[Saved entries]

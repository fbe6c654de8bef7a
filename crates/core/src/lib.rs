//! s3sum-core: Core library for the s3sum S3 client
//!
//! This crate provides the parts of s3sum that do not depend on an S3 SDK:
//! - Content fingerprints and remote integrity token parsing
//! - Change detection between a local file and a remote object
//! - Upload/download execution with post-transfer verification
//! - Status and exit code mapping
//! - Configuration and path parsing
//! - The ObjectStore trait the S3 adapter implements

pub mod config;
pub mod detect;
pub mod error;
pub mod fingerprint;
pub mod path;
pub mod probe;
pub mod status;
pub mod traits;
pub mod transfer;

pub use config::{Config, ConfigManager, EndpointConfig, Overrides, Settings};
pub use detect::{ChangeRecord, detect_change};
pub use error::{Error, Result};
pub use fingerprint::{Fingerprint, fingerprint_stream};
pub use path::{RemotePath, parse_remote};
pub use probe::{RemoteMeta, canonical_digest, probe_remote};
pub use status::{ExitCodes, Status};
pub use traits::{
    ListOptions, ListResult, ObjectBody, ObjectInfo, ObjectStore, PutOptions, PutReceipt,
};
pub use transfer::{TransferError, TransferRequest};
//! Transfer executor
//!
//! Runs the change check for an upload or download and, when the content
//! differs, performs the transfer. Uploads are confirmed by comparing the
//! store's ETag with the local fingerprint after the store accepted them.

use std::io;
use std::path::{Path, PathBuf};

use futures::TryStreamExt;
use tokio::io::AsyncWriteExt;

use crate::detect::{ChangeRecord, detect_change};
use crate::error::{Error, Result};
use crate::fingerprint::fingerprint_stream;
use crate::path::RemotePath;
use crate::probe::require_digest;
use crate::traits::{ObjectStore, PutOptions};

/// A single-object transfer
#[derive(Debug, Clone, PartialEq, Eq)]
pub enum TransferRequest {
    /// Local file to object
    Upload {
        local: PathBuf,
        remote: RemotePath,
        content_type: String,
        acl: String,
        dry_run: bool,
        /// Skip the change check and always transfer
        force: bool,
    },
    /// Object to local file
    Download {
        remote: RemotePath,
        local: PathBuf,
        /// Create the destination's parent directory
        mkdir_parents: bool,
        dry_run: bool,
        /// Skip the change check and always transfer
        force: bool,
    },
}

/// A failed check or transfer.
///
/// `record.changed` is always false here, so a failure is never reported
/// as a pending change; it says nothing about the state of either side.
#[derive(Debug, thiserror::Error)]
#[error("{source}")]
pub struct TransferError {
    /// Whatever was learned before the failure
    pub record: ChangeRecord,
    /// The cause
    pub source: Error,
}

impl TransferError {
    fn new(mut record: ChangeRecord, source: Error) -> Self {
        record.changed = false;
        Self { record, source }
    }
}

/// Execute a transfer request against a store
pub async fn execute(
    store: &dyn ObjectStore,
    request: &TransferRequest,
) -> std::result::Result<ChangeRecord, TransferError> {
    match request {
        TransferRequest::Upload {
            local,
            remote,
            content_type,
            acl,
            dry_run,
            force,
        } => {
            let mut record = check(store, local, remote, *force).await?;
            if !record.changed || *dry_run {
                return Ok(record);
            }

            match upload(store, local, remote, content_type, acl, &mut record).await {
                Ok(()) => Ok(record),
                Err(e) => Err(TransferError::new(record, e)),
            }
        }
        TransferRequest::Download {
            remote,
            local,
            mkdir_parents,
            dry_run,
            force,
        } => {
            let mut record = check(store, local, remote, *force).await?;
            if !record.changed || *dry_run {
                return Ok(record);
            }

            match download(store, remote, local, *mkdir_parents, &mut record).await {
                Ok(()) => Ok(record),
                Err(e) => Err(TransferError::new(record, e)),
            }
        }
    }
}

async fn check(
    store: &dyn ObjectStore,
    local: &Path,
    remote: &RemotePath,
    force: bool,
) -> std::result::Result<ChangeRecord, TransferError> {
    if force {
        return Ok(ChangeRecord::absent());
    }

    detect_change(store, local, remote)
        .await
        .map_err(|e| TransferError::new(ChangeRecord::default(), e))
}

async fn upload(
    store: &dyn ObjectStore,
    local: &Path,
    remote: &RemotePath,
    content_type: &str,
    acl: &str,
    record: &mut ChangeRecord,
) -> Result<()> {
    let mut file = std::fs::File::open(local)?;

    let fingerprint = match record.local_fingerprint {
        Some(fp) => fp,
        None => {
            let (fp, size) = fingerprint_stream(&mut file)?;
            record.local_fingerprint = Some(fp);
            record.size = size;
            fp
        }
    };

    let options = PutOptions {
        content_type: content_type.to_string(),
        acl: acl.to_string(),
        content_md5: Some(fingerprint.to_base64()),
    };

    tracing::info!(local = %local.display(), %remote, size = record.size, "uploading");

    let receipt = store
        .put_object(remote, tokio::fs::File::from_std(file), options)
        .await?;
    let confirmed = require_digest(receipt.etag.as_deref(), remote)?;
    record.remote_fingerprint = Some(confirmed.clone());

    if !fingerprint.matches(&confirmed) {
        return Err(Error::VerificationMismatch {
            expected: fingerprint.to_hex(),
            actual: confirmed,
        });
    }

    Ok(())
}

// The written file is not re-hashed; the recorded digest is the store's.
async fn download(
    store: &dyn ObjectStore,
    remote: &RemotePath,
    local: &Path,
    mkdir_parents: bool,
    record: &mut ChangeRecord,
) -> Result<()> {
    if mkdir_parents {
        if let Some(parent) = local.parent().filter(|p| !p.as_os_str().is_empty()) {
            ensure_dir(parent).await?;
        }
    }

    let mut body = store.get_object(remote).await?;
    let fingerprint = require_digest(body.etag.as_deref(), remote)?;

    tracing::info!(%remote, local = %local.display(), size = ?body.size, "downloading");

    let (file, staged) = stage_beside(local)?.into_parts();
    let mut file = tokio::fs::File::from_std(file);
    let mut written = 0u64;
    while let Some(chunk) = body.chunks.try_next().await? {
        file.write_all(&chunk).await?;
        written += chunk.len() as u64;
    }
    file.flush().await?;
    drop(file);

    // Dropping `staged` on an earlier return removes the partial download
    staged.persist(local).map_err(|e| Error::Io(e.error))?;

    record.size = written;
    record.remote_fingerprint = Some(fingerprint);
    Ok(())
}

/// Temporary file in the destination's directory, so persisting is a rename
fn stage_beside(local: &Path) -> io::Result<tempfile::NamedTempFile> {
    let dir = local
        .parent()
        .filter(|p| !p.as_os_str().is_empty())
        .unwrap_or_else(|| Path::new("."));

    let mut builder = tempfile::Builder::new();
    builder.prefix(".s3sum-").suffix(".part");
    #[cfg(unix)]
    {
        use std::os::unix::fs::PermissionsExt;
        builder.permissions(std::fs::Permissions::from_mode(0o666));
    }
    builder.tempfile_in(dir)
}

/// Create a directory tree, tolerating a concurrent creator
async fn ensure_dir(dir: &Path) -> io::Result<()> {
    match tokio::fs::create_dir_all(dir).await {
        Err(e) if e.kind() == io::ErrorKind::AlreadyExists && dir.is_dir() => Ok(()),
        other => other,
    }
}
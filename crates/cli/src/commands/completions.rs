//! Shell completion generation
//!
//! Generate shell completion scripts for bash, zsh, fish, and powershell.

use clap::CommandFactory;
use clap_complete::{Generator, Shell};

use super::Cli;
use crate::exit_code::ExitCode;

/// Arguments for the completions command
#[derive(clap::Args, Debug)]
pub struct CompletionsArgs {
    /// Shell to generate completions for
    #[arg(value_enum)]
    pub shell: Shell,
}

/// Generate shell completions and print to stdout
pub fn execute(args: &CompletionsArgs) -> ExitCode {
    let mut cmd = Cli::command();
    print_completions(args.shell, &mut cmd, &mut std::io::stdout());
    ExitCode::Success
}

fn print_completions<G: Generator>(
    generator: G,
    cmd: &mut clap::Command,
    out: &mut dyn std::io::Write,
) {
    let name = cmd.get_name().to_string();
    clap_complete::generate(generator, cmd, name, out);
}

> _What you will do_:
Set down, exactly as they appear, the line holding "the completions command" and every line after it until the records end.

> _Written solution_:
/// Arguments for the completions command
#[derive(clap::Args, Debug)]
pub struct CompletionsArgs {
    /// Shell to generate completions for
    #[arg(value_enum)]
    pub shell: Shell,
}

/// Generate shell completions and print to stdout
pub fn execute(args: &CompletionsArgs) -> ExitCode {
    let mut cmd = Cli::command();
    print_completions(args.shell, &mut cmd, &mut std::io::stdout());
    ExitCode::Success
}

fn print_completions<G: Generator>(
    generator: G,
    cmd: &mut clap::Command,
    out: &mut dyn std::io::Write,
) {
    let name = cmd.get_name().to_string();
    clap_complete::generate(generator, cmd, name, out);
}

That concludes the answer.